GM chose to recycle the EV1 rather than sell them because they felt at the time that it was a better business decision to pull the cars off the road. When you have a car on the road, you have to provide service for that car, you have to provide spare parts for the car, and you have to deal with the liability issues that will pop up. While it may have been a good business move, it was a PR nightmare.
To address your concerns: We don't know yet if the Volt will be available for purchase, or if it will be like the EV1 and be lease only, or if the car will be available for purchase and the batteries leased. GM will probably not make the same mistake twice. So the Volt, when it fails, will probably not be crushed.
"The means of defense against foreign danger historically have become the instruments of tyranny at home." ~James Madison
Rick Wagoner, GM's old CEO said that was the biggest regret he had while CEO. He still didn't feel they would ever make money off the EV1, but felt like the PR of the whole thing couldn't have come at a worse time as Toyota released the 2nd Gen Prius around that time (2003) and it was getting millions of free publicity dollars from movie stars driving them, which completely changed the way people looked at green cars, GM was suffering their worst reliability reputation problems in their history and consequently hemorrhaging market share, and mounting UAW legacy costs were sucking up any and all money they had hoped to use for staying competitive, things got worse instead of better as gas prices climbed and just when they thought things couldn't get any worse, someone made a movie to publicize the whole fiasco with well known celebrities like Mel Gibson speaking out against them. The irony of it all is that GM spent about $1 Billion on the EV1 (including the original concept car that inspired the ZEV mandate) only to have it be the catalyst that pushed them off a cliff.
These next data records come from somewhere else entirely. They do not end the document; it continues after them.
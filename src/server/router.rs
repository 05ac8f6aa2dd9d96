use axum::Router;
use utoipa::OpenApi;
use utoipa_axum::{router::OpenApiRouter, routes};
use utoipa_swagger_ui::SwaggerUi;

use crate::server::{
    controller::{admin, auth, home, member, notice, research},
    state::AppState,
};

#[derive(OpenApi)]
#[openapi(
    info(title = "Clubboard", description = "Academic club members, notices and research"),
    tags(
        (name = "public", description = "Public pages"),
        (name = "auth", description = "Admin login and logout"),
        (name = "admin", description = "Admin dashboard"),
        (name = "member", description = "Member directory and management"),
        (name = "notice", description = "Notice management"),
        (name = "research", description = "Research paper management"),
    )
)]
struct ApiDoc;

/// Builds every route of the application plus the Swagger UI at `/api/docs`.
///
/// The generated document itself is served at `/api-docs/openapi.json`.
pub fn router() -> Router<AppState> {
    let (router, api) = OpenApiRouter::with_openapi(ApiDoc::openapi())
        .routes(routes!(home::home))
        .routes(routes!(home::notices))
        .routes(routes!(home::research))
        .routes(routes!(auth::login_page, auth::login))
        .routes(routes!(auth::logout))
        .routes(routes!(admin::dashboard))
        .routes(routes!(member::add_member))
        .routes(routes!(member::delete_member))
        .routes(routes!(member::explore))
        .routes(routes!(member::member_details))
        .routes(routes!(notice::add_notice))
        .routes(routes!(notice::delete_notice))
        .routes(routes!(research::add_research))
        .routes(routes!(research::delete_research))
        .split_for_parts();

    router.merge(SwaggerUi::new("/api/docs").url("/api-docs/openapi.json", api))
}
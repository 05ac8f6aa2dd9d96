//! Notice domain models and parameters.

use crate::{
    model::notice::{AddNoticeForm, NoticeDto},
    server::util::form::non_blank,
};

/// Dated announcement; `date` is free text.
#[derive(Debug, Clone, PartialEq)]
pub struct Notice {
    pub id: i32,
    pub title: String,
    pub date: Option<String>,
    pub link: Option<String>,
}

impl Notice {
    pub fn from_entity(entity: entity::notice::Model) -> Self {
        Self {
            id: entity.id,
            title: entity.title,
            date: entity.date,
            link: entity.link,
        }
    }

    pub fn into_dto(self) -> NoticeDto {
        NoticeDto {
            id: self.id,
            title: self.title,
            date: self.date,
            link: self.link,
        }
    }
}

#[derive(Debug, Clone, PartialEq)]
pub struct CreateNoticeParams {
    pub title: String,
    pub date: Option<String>,
    pub link: Option<String>,
}

impl CreateNoticeParams {
    pub fn from_form(form: AddNoticeForm) -> Self {
        Self {
            title: form.title.trim().to_string(),
            date: non_blank(form.date),
            link: non_blank(form.link),
        }
    }
}
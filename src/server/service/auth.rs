//! Admin authentication against the configured credentials.

use argon2::{
    password_hash::{rand_core::OsRng, SaltString},
    Argon2, PasswordHash, PasswordHasher, PasswordVerifier,
};
use std::sync::Arc;
use tower_sessions::Session;

use crate::server::{
    error::{config::ConfigError, AppError},
    middleware::session::AuthSession,
};

/// Username and argon2 password hash of the single admin account.
///
/// Cheap to clone; the hash is shared behind an `Arc`.
#[derive(Clone)]
pub struct AdminCredentials {
    username: Arc<str>,
    password_hash: Arc<str>,
}

impl AdminCredentials {
    /// Creates credentials from an existing PHC-formatted argon2 hash.
    ///
    /// # Returns
    /// - `Ok(AdminCredentials)` - Hash parsed successfully
    /// - `Err(ConfigError::InvalidPasswordHash)` - Hash is not a valid PHC string
    pub fn new(username: impl Into<String>, password_hash: String) -> Result<Self, ConfigError> {
        PasswordHash::new(&password_hash)
            .map_err(|e| ConfigError::InvalidPasswordHash(e.to_string()))?;

        Ok(Self {
            username: Arc::from(username.into()),
            password_hash: Arc::from(password_hash),
        })
    }

    /// Creates credentials by hashing a plaintext password with a fresh salt.
    pub fn from_password(username: impl Into<String>, password: &str) -> Result<Self, AppError> {
        let salt = SaltString::generate(&mut OsRng);
        let hash = Argon2::default()
            .hash_password(password.as_bytes(), &salt)?
            .to_string();

        Ok(Self {
            username: Arc::from(username.into()),
            password_hash: Arc::from(hash),
        })
    }

    pub fn username(&self) -> &str {
        &self.username
    }

    /// Checks a submitted username and password.
    ///
    /// The password is verified even when the username does not match.
    pub fn verify(&self, username: &str, password: &str) -> bool {
        let hash = match PasswordHash::new(&self.password_hash) {
            Ok(hash) => hash,
            Err(err) => {
                tracing::error!("failed to parse admin password hash: {}", err);
                return false;
            }
        };

        let password_ok = Argon2::default()
            .verify_password(password.as_bytes(), &hash)
            .is_ok();

        password_ok && username == &*self.username
    }
}

/// Establishes and clears the admin session.
pub struct AuthService<'a> {
    credentials: &'a AdminCredentials,
    session: &'a Session,
}

impl<'a> AuthService<'a> {
    pub fn new(credentials: &'a AdminCredentials, session: &'a Session) -> Self {
        Self {
            credentials,
            session,
        }
    }

    /// Logs the admin in when the credentials match.
    ///
    /// # Returns
    /// - `Ok(true)` - Credentials matched, session now authenticated
    /// - `Ok(false)` - Credentials rejected, session unchanged
    /// - `Err(AppError::SessionErr(_))` - Failed to write the session
    pub async fn login(&self, username: &str, password: &str) -> Result<bool, AppError> {
        if !self.credentials.verify(username, password) {
            tracing::info!("Rejected admin login for username '{}'", username);
            return Ok(false);
        }

        AuthSession::new(self.session)
            .set_admin(self.credentials.username())
            .await?;

        tracing::info!("Admin '{}' logged in", username);

        Ok(true)
    }

    /// Removes all session state, logged in or not.
    pub async fn logout(&self) {
        AuthSession::new(self.session).clear().await;
    }
}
Bottom line was the EV1 had half the range of a Tesla Roadster (if that), took twice as long to go from 0-60, only sat two (like the Tesla Roadster), looked like a geek mobile vs. an Exotic Sports Car and Tesla has sold less than 2,000 vehicles in the last couple of years. GM does not build small volume cars by hand commercially like that, and they tried to tell people that it wasn't worth their time, but obviously from this thread, people still don't believe it.
Last edited by omnimoeish; 03-19-2010 at 02:36 AM.
As my ID here suggests, I am gung ho, ready to buy a Volt as soon as I can. While I understand and appreciate what the two previous posters have said, I have to admit that at a personal, gut level, there is one thing that would stop me. I will not lease a car, or a battery, from GM.
In my mind, GM blundered big time by not immediately building on the technology of the EV1 as Toyota built on the technology of their Rav4ev.
However, that is really neither here nor there.
GM has a huge incentive to make EVs work this time around. Unlike last time (where all companies building EVs were pretty much only doing it because they HAD to) there is competition out there that will be building EVs.
They are getting out the gate early with the Volt, no, not first, but very early. This is good.
If they kill the Volt, other brands will be more than happy to pick up the pieces.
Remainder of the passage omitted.